What you should do: After reading the entries below, copy word for word the lines from the first through the line containing "use std::fmt;", and stop there.

(Stored data entries)
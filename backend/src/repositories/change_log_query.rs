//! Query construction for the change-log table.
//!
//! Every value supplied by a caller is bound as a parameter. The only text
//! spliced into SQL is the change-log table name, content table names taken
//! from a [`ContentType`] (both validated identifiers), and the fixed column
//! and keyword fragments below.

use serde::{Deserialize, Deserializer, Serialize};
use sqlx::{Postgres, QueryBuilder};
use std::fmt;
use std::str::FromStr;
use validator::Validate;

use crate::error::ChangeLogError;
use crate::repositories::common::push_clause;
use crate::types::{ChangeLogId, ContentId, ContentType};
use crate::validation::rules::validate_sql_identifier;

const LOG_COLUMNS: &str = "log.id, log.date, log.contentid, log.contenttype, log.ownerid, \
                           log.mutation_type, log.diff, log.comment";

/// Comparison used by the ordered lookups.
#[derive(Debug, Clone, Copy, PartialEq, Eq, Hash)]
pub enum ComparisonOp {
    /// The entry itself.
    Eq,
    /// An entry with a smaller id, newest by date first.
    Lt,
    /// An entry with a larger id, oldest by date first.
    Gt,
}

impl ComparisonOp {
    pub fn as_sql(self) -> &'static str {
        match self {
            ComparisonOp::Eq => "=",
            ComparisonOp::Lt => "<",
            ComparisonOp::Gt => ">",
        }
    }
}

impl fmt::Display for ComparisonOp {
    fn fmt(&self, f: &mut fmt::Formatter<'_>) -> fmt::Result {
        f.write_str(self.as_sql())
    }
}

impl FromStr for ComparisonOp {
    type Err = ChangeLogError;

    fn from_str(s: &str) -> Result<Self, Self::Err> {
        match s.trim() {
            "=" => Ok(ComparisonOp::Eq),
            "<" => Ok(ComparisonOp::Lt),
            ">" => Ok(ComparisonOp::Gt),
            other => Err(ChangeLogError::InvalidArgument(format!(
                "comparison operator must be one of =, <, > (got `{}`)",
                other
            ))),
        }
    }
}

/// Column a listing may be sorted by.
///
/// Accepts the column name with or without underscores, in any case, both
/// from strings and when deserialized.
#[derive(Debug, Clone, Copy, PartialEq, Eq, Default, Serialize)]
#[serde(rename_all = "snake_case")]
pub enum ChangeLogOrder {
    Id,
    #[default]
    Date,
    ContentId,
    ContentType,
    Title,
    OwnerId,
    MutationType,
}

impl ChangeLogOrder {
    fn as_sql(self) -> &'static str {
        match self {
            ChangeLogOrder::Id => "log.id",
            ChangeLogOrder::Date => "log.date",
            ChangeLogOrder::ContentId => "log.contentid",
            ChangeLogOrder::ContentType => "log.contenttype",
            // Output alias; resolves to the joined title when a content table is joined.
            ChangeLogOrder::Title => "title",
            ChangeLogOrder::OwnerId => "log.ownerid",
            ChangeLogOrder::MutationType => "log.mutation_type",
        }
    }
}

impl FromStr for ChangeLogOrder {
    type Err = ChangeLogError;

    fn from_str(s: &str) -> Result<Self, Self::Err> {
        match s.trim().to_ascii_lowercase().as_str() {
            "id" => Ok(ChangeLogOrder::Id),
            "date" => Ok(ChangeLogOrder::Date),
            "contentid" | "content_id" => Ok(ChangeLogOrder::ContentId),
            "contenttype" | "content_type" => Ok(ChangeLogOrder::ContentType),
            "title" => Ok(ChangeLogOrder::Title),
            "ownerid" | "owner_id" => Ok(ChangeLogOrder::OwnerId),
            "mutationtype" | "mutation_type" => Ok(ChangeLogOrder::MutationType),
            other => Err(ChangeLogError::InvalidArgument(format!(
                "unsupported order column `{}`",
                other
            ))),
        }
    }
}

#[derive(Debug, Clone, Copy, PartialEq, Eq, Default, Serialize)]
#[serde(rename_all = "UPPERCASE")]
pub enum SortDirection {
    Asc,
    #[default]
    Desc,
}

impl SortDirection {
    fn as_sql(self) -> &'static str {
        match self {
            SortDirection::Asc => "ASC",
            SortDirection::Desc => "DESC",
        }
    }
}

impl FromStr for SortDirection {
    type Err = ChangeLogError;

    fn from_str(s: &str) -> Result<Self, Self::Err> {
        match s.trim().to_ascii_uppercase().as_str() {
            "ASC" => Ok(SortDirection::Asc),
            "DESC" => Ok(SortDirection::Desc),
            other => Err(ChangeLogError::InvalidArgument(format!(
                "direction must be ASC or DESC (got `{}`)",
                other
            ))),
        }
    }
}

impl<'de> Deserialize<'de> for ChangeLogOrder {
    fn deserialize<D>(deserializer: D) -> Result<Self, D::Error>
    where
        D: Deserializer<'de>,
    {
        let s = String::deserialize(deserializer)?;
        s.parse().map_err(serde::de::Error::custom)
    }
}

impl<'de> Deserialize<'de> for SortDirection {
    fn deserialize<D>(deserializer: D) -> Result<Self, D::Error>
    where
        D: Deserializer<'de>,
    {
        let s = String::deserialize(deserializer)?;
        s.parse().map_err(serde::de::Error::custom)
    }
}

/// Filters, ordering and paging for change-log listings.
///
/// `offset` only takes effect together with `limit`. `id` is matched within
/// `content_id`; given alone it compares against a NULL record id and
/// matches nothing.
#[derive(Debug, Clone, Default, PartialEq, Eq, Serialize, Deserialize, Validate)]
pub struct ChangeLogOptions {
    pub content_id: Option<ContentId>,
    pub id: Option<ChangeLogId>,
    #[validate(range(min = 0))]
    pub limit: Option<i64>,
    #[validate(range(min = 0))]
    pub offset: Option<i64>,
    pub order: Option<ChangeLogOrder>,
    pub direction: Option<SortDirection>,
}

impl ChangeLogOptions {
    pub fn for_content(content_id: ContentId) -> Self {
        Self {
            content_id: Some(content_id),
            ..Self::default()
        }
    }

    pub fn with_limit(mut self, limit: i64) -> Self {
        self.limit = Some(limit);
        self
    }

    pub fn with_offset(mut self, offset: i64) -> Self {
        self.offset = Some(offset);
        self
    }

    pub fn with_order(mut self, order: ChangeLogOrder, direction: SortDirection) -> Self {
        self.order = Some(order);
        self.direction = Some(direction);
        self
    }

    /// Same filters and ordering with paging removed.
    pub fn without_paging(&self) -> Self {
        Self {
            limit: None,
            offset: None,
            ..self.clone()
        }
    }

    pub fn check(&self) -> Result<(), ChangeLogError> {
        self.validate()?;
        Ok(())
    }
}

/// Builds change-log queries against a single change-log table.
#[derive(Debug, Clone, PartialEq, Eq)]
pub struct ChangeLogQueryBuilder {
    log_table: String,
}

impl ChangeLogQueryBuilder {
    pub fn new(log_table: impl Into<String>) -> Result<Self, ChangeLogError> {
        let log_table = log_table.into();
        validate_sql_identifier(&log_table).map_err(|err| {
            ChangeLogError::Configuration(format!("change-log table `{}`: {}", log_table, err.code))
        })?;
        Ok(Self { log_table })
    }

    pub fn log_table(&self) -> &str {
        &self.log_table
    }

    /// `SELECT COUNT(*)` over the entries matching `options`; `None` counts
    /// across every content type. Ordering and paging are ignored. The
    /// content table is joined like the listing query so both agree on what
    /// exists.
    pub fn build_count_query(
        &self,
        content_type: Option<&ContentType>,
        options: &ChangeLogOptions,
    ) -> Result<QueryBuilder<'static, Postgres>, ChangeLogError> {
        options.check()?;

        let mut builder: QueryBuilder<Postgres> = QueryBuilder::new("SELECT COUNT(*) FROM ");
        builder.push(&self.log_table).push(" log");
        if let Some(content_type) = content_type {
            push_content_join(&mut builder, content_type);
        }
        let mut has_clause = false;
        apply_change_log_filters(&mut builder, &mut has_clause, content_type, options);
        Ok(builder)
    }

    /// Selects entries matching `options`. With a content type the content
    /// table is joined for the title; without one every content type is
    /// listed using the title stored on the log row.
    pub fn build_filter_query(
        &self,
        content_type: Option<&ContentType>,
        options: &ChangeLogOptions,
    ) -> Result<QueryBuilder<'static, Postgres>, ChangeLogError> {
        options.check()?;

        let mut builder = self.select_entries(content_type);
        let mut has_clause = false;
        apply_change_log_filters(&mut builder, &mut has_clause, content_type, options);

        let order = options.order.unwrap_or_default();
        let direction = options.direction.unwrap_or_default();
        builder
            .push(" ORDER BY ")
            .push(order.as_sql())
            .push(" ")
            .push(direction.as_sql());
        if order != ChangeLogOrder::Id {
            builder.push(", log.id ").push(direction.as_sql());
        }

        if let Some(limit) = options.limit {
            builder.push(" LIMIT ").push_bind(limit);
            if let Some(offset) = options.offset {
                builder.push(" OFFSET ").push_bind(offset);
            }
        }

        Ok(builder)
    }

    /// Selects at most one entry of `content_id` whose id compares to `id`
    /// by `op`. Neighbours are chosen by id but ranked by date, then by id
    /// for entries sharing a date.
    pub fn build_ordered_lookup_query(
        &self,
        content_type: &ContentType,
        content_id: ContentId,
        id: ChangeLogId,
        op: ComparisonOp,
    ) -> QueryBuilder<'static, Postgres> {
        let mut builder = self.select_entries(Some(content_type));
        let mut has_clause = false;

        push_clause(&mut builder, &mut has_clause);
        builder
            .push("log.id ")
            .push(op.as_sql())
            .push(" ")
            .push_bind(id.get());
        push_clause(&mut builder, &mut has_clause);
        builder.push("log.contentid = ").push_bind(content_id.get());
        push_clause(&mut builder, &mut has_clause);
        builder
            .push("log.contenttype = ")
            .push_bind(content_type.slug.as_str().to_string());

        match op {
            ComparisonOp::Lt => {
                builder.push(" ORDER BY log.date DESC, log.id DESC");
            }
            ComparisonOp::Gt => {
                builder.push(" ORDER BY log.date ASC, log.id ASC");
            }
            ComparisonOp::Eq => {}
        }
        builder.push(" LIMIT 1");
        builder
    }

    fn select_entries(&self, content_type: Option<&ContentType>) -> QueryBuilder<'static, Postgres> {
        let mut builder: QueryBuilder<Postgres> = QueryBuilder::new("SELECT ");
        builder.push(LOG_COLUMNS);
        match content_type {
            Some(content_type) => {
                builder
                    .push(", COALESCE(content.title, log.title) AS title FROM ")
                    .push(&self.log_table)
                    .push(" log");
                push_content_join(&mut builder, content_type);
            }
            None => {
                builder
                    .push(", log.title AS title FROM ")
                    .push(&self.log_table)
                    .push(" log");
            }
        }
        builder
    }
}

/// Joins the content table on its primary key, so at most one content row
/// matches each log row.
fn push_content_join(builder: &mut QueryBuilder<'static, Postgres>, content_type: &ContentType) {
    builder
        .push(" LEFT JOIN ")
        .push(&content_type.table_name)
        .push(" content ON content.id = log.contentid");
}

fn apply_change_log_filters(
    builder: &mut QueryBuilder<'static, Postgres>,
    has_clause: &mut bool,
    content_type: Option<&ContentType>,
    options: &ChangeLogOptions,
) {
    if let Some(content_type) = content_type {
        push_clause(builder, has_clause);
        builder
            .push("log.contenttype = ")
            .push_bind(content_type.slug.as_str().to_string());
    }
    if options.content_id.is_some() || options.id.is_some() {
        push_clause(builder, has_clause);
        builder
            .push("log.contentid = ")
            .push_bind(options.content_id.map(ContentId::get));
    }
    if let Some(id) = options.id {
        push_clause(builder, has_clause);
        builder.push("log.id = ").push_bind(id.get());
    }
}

Response to the task:
filename backend/src/repositories/change_log_query.rs
//! Query construction for the change-log table.
//!
//! Every value supplied by a caller is bound as a parameter. The only text
//! spliced into SQL is the change-log table name, content table names taken
//! from a [`ContentType`] (both validated identifiers), and the fixed column
//! and keyword fragments below.

use serde::{Deserialize, Deserializer, Serialize};
use sqlx::{Postgres, QueryBuilder};
use std::fmt;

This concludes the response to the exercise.